Un M. Dempstev, savant archéologue de Florence, a publié, il y a plusieurs années, en dix volumes in-folio, l’histoire des systèmes inventés de son temps. Je connais six ou huit volumes in-8o allemands, dont chacun prétend résoudre définitivement la question qui nous occupe. Plusieurs de ces ouvrages sont écrits avec beaucoup de science ; tous se moquent fort de la logique et admettent comme preuve irréfragable de belles phrases pompeuses, ou bien, comme Niebuhr, prouvent une certaine chose, ajoutent une supposition à la chose prouvée, et, deux pages après, parlent de la supposition comme d’un fait incontestable ; c’est ainsi que l’on est un grand homme au-delà du Rhin. Tout ce que l’on peut accorder à ces messieurs, qui se moquent de notre légèreté, c’est qu’ils savent par cœur quinze historiens ou poètes anciens. Ce n’est pas peu ; une tête qui contient cela peut-elle contenir autre chose ?

Je n’ai retenu que deux faits suffisamment prouvés de tous ces ouvrages allemands.

Les vases découverts dans les tombeaux de Tarquinies, situés à neuf heures de Rome, n’ont pas été connus des Romains et leur sont antérieurs. Pline fut un homme exact, genre de mérite fort rare dans l’antiquité ; comme tous les Romains, il était avant tout citoyen de sa république, et a cherché dans son histoire naturelle à exalter son pays. Comme tout bon Romain, il était fort jaloux des arts et de l’élégance de la Grèce : aurait-il négligé de parler des figures admirablement dessinées et des vases que, l’on trouvait enfouis sous terre, à neuf heures de Rome ?

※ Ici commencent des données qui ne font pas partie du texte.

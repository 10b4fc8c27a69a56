use std::fs;
use std::io::Cursor;
use std::path::{Path, PathBuf};

use anyhow::{Context, Result};
use image::{ImageFormat, Rgb, RgbImage};

use crate::models::Grade;

const WIDTH: u32 = 640;
const HEIGHT: u32 = 160;
const MARGIN: u32 = 32;
const BAR_HEIGHT: u32 = 48;

const BACKGROUND: Rgb<u8> = Rgb([248, 249, 250]);
const TRACK: Rgb<u8> = Rgb([222, 226, 230]);
const CHANGE_MARK: Rgb<u8> = Rgb([52, 58, 64]);

/// Everything needed to draw one grade-change card. The text fields are for
/// renderers that can draw text; [`BarRenderer`] ignores them and the title
/// and change text reach the user in the image caption instead.
#[derive(Debug, Clone)]
pub struct GradeCard {
    pub old_grade: Grade,
    pub new_grade: Grade,
    pub current: f64,
    pub might_be: f64,
    pub title: String,
    pub change_text: String,
    pub side_text: String,
}

pub trait Renderer: Send + Sync {
    /// Writes an image file and returns its path; the caller owns the file.
    /// The image need not carry the card's texts.
    fn render_grade_change(&self, card: &GradeCard) -> Result<PathBuf>;
}

/// Removes the rendered file when dropped, whichever way delivery went.
#[derive(Debug)]
pub struct RenderedImage {
    path: PathBuf,
}

impl RenderedImage {
    pub fn new(path: PathBuf) -> Self {
        Self { path }
    }

    pub fn path(&self) -> &Path {
        &self.path
    }

    /// Releases ownership of the file without deleting it.
    pub fn into_path(mut self) -> PathBuf {
        std::mem::take(&mut self.path)
    }
}

impl Drop for RenderedImage {
    fn drop(&mut self) {
        if self.path.as_os_str().is_empty() {
            return;
        }
        match fs::remove_file(&self.path) {
            Ok(()) => {}
            Err(err) if err.kind() == std::io::ErrorKind::NotFound => {}
            Err(err) => {
                tracing::warn!(path = %self.path.display(), error = %err, "Failed to delete rendered image");
            }
        }
    }
}

/// Colour band of the portal's grading scale for a share of the achievable total.
fn band_color(percent: f64) -> Rgb<u8> {
    match percent {
        p if p < 50.0 => Rgb([220, 53, 69]),
        p if p < 70.0 => Rgb([253, 126, 20]),
        p if p < 86.0 => Rgb([160, 200, 40]),
        _ => Rgb([40, 167, 69]),
    }
}

fn percent_of(current: f64, might_be: f64) -> f64 {
    if might_be <= 0.0 {
        0.0
    } else {
        (current / might_be * 100.0).clamp(0.0, 100.0)
    }
}

/// Draws a progress bar of `current / might_be` as a PNG, with a tick at the
/// score before the change. No text is drawn.
pub struct BarRenderer {
    output_dir: PathBuf,
}

impl BarRenderer {
    pub fn new(output_dir: impl Into<PathBuf>) -> Self {
        Self {
            output_dir: output_dir.into(),
        }
    }

    fn draw(card: &GradeCard) -> RgbImage {
        let mut img = RgbImage::from_pixel(WIDTH, HEIGHT, BACKGROUND);
        let track_width = WIDTH - 2 * MARGIN;
        let top = (HEIGHT - BAR_HEIGHT) / 2;

        let percent = percent_of(card.current, card.might_be);
        let filled = (f64::from(track_width) * percent / 100.0).round() as u32;
        let fill = band_color(percent);

        for x in 0..track_width {
            let color = if x < filled { fill } else { TRACK };
            for y in top..top + BAR_HEIGHT {
                img.put_pixel(MARGIN + x, y, color);
            }
        }

        // Tick where the score stood before the change.
        if let Some(new) = card.new_grade.as_number() {
            let before = card.current - new + card.old_grade.as_number().unwrap_or(0.0);
            let x = (f64::from(track_width) * percent_of(before, card.might_be) / 100.0).round() as u32;
            let x = MARGIN + x.min(track_width - 1);
            for y in top.saturating_sub(8)..top + BAR_HEIGHT + 8 {
                img.put_pixel(x, y, CHANGE_MARK);
            }
        }

        img
    }
}

impl Renderer for BarRenderer {
    fn render_grade_change(&self, card: &GradeCard) -> Result<PathBuf> {
        fs::create_dir_all(&self.output_dir)
            .with_context(|| format!("Failed to create {}", self.output_dir.display()))?;

        let path = tempfile::Builder::new()
            .prefix("grade-")
            .suffix(".png")
            .tempfile_in(&self.output_dir)
            .context("Failed to create image file")?
            .into_temp_path()
            .keep()
            .context("Failed to keep image file")?;
        let image = RenderedImage::new(path);

        let mut bytes = Cursor::new(Vec::new());
        Self::draw(card)
            .write_to(&mut bytes, ImageFormat::Png)
            .context("Failed to encode image")?;
        fs::write(image.path(), bytes.into_inner())
            .with_context(|| format!("Failed to write {}", image.path().display()))?;

        tracing::debug!(
            path = %image.path().display(),
            title = %card.title,
            change = %card.change_text,
            side = %card.side_text,
            "Rendered grade card"
        );
        Ok(image.into_path())
    }
}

Cicéron, si je ne me trompe, raconte que des vétérans appartenant à une légion de César, ayant obtenu des terres dans le voisinage de Capoue, trouvèrent, en cultivant ces terres, des vases antiques ; mais le peu que Cicéron dit de ces vases ne se rapporte nullement à l’espèce de ceux que l’on trouve dans les tombeaux de Tarquinies. Je pense que ces tombeaux seront fort connus dans une dizaine d’années.

Henri Beyle.
Mars 1837.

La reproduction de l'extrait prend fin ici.